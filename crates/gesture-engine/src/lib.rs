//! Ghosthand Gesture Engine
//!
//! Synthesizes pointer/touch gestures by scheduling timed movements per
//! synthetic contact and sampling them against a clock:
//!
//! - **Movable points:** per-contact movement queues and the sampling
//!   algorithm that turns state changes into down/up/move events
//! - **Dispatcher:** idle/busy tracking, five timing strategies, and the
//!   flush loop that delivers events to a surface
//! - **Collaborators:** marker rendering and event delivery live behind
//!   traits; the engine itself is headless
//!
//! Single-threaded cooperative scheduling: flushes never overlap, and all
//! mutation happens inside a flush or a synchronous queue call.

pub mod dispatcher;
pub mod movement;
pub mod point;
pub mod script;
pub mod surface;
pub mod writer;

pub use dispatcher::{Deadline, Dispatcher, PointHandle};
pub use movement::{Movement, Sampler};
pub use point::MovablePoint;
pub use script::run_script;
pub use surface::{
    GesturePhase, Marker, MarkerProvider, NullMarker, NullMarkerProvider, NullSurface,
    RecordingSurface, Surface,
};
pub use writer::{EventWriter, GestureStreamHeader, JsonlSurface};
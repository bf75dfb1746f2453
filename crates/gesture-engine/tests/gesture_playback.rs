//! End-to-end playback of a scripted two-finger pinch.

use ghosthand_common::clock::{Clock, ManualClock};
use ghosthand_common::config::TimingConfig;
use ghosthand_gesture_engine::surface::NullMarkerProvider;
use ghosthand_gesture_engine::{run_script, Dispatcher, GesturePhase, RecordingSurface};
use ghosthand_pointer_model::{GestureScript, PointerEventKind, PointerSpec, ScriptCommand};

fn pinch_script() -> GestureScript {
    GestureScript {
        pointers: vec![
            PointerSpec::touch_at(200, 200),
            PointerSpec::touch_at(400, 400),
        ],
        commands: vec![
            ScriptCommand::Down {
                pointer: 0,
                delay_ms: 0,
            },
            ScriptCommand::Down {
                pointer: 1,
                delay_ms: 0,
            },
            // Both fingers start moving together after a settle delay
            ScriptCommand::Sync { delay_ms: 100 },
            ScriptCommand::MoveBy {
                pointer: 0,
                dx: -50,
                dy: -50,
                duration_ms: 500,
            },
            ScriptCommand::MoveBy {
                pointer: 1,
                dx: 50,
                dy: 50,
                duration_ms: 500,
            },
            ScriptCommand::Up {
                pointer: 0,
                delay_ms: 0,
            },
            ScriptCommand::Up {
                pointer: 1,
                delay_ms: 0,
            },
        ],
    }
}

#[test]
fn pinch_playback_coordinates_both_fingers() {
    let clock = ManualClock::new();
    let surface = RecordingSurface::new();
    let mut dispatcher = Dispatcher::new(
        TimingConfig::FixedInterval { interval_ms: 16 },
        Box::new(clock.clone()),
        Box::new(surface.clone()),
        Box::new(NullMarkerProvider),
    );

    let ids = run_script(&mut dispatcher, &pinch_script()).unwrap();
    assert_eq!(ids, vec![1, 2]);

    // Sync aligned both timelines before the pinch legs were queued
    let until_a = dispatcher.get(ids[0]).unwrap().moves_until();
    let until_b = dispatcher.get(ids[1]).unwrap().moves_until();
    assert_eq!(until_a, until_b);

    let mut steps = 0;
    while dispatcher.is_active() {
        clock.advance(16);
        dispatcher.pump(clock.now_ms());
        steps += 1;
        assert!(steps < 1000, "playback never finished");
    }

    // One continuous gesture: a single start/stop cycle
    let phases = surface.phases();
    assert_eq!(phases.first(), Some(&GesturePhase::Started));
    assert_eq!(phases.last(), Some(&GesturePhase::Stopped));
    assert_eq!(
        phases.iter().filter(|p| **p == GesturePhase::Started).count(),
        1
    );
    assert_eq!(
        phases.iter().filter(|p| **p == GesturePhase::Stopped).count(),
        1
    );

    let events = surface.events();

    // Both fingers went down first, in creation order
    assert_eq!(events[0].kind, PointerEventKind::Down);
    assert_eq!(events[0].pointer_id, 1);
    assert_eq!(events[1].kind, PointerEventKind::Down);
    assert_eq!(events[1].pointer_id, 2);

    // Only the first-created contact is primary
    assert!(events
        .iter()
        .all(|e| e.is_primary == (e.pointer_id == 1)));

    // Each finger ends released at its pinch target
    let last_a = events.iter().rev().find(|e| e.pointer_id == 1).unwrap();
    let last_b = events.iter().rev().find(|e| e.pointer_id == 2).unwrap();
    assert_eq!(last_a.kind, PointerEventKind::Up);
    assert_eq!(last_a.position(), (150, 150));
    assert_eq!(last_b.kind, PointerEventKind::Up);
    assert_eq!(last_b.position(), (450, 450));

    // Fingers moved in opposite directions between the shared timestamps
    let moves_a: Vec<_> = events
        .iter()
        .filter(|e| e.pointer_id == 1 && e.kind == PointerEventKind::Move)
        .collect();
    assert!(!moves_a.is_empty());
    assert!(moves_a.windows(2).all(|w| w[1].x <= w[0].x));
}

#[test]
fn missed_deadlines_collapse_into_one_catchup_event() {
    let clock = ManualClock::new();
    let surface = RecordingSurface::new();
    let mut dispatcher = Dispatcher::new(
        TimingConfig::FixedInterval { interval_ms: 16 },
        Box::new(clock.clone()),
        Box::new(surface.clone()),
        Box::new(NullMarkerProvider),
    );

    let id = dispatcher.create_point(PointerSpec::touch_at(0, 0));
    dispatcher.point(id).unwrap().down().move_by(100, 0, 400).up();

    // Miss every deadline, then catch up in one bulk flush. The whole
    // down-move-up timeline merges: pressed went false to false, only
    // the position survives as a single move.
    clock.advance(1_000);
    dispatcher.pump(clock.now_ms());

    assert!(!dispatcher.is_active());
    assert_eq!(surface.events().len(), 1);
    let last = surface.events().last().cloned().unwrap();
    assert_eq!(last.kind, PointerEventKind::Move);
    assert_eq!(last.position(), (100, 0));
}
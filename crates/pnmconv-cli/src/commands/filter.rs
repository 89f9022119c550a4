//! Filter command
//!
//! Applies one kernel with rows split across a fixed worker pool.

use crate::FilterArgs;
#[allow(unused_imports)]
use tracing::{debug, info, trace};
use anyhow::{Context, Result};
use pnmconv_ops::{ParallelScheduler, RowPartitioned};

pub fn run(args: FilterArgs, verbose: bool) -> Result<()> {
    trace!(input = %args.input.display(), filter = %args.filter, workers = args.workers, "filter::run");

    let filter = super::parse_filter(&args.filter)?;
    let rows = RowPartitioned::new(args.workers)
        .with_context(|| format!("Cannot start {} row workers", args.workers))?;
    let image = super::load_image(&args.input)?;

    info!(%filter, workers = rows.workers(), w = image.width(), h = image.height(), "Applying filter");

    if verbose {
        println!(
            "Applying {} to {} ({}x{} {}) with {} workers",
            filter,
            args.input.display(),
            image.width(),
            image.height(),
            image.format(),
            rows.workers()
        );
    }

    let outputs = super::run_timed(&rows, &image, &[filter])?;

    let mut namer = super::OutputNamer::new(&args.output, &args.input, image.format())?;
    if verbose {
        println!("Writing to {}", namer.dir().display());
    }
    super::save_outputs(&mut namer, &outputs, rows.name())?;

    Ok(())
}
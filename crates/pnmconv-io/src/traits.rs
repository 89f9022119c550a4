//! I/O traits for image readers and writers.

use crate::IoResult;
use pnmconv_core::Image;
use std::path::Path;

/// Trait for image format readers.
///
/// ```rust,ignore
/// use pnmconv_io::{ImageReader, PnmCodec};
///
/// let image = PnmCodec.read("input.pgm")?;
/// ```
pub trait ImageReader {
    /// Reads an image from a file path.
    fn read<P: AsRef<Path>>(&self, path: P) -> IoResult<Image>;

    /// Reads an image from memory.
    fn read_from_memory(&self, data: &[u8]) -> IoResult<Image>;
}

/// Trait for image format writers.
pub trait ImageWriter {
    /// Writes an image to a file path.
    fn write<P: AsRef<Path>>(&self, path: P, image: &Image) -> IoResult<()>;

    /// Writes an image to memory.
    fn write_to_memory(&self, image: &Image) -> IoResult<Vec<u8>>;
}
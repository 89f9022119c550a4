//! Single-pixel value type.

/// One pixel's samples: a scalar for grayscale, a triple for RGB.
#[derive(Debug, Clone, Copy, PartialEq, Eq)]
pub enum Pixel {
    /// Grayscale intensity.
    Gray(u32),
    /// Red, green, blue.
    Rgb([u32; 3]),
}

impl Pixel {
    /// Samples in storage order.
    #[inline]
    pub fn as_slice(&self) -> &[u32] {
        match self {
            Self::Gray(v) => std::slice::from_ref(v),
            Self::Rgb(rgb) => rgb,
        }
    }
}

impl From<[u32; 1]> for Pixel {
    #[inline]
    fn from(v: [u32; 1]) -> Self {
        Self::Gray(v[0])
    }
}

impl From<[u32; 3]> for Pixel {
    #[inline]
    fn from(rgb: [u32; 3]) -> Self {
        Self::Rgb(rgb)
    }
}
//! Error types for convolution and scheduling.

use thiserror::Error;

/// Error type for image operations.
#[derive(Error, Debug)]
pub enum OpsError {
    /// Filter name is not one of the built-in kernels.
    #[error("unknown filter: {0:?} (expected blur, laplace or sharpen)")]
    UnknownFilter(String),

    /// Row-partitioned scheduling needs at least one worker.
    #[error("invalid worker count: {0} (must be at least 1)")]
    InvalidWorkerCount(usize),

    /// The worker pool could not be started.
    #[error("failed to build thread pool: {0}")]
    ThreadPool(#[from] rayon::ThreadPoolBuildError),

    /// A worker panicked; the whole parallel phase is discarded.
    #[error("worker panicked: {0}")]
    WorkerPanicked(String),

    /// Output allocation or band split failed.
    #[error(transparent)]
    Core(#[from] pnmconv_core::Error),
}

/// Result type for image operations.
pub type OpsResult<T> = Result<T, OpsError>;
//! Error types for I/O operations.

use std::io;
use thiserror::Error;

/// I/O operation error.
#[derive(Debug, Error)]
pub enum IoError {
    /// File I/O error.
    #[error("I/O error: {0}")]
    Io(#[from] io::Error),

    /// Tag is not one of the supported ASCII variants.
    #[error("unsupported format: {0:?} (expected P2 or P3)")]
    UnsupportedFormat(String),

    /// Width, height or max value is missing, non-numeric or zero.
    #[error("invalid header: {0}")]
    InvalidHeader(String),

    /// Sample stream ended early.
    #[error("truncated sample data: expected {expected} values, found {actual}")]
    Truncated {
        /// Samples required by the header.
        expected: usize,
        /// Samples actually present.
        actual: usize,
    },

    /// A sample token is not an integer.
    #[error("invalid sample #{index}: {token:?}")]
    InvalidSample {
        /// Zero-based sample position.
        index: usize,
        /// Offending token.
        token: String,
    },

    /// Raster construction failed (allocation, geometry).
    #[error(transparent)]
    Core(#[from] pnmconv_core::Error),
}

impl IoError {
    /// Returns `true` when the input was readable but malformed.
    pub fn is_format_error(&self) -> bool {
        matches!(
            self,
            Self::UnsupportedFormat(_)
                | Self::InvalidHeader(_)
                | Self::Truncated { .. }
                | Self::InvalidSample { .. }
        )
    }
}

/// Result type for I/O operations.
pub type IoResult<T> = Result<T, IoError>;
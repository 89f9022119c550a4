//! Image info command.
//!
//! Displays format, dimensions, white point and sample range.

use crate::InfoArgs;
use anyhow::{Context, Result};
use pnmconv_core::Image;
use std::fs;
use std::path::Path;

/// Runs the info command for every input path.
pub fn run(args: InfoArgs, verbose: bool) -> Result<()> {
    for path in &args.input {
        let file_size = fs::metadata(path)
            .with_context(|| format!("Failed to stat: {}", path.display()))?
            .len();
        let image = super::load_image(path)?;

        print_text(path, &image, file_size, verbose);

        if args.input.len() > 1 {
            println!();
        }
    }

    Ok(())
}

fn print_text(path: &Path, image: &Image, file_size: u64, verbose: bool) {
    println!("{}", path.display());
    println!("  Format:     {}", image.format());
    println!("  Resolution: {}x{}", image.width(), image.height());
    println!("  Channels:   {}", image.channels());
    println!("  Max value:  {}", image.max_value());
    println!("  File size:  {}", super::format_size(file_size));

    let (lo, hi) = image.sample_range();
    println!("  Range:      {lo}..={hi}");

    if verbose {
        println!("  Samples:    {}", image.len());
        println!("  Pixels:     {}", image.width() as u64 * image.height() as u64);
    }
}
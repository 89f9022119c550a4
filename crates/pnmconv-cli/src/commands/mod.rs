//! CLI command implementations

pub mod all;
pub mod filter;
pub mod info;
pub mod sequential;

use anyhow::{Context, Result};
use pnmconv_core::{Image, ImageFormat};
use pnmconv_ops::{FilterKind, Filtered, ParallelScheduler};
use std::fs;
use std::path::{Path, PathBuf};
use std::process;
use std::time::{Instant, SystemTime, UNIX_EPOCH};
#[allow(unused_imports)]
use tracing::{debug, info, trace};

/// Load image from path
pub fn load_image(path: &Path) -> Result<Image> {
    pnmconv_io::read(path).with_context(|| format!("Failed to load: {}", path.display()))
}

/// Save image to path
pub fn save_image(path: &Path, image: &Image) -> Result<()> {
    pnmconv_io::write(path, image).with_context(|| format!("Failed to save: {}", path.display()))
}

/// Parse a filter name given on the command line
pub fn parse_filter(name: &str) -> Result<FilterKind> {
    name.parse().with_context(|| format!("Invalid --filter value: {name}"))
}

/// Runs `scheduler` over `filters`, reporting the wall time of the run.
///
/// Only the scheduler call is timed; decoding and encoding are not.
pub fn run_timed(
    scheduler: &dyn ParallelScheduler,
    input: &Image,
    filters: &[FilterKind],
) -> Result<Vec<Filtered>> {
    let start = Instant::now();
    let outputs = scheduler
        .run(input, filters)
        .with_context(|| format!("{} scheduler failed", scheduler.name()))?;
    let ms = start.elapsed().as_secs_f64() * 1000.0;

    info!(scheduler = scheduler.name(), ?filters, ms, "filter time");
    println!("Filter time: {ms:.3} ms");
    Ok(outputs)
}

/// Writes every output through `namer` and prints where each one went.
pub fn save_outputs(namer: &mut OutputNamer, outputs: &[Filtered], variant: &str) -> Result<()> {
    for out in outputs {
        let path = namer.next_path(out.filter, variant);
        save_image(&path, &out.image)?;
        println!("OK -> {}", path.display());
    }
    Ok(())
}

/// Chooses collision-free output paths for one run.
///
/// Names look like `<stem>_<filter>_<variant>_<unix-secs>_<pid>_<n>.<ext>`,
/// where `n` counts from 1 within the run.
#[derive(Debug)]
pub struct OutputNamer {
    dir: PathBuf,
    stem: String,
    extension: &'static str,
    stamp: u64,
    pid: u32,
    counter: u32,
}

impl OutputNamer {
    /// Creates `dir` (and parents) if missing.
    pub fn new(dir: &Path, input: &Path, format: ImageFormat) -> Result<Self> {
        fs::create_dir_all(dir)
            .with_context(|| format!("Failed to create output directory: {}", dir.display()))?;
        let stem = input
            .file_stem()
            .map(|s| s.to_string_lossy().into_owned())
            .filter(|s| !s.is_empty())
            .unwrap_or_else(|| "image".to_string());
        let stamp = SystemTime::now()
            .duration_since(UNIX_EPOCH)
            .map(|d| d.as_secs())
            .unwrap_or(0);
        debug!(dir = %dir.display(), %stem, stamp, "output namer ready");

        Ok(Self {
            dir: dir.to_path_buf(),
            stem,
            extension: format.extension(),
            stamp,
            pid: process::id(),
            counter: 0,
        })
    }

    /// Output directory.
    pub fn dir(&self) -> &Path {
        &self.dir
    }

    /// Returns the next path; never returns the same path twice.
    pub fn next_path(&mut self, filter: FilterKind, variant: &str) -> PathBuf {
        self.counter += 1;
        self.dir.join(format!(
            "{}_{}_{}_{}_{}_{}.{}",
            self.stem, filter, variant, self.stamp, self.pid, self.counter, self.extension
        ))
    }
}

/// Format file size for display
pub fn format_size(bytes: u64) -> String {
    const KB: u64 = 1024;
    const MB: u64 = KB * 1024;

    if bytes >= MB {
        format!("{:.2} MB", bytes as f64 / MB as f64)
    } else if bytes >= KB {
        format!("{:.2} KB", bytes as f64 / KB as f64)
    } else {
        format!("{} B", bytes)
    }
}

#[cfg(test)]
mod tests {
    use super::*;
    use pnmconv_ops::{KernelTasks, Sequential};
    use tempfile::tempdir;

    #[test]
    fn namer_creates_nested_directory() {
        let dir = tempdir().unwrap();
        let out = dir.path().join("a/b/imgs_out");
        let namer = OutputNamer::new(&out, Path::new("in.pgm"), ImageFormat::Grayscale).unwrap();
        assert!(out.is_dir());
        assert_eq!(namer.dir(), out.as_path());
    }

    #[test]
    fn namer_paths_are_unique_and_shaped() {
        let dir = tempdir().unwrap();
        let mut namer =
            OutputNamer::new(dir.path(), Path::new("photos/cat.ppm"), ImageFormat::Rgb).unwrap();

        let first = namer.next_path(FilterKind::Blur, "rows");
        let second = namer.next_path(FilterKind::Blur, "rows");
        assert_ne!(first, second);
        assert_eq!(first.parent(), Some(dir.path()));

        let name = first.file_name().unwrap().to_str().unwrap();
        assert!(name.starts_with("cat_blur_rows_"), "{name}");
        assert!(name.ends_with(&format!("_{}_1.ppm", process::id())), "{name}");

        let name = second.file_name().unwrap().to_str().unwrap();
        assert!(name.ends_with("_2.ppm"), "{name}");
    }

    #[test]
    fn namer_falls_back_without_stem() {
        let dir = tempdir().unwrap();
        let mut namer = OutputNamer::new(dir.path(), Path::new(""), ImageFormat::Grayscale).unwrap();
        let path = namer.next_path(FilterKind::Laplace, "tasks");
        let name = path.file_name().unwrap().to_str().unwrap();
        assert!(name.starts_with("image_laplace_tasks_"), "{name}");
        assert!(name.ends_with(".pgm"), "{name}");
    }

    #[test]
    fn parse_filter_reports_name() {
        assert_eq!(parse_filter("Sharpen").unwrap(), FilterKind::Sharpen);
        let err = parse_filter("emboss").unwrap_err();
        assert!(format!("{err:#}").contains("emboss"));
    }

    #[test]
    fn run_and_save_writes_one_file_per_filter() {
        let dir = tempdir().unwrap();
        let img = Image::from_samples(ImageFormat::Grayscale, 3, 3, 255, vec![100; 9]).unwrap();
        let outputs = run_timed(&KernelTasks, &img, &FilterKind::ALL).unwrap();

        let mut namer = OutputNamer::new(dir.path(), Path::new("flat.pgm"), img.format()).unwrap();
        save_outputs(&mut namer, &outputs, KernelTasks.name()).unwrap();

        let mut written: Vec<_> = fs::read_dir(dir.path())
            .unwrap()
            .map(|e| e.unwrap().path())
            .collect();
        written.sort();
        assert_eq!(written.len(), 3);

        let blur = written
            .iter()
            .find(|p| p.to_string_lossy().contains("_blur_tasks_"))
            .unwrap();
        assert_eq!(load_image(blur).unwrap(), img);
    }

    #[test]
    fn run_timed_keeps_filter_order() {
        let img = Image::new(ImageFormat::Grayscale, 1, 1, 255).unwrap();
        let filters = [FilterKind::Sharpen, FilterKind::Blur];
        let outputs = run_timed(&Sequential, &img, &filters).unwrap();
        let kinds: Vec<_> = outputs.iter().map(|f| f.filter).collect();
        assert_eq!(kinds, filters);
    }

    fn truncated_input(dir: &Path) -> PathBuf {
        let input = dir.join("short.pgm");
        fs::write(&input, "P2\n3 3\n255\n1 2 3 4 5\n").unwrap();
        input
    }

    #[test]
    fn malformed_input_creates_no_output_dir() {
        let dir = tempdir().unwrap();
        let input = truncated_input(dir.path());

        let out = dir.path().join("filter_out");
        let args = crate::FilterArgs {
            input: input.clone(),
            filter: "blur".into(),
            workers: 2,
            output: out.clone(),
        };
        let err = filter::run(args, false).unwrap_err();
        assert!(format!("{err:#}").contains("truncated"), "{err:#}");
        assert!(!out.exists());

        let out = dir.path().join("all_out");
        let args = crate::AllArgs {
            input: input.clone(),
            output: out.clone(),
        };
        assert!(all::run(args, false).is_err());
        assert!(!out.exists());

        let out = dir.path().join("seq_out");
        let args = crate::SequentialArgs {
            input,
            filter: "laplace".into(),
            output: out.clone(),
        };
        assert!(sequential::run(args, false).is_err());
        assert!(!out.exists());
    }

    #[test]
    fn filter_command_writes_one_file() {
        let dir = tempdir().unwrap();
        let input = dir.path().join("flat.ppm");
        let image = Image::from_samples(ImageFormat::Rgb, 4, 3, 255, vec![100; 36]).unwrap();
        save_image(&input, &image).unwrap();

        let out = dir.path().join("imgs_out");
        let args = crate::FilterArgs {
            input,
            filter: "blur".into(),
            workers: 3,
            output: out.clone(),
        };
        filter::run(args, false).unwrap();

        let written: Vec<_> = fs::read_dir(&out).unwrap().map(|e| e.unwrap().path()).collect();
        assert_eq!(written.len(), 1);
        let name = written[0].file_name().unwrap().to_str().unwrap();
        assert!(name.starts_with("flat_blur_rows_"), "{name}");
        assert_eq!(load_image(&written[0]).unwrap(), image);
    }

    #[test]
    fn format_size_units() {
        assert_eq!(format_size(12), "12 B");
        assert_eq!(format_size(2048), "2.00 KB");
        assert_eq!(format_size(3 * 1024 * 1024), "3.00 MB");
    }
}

• _What you have to do_
Look through the entries above; find each line with the word "derive" and copy it.

• _Task solution_
#[derive(Debug, Clone, Copy, PartialEq, Eq)]
#[derive(Error, Debug)]
#[derive(Debug, Error)]
#[derive(Debug)]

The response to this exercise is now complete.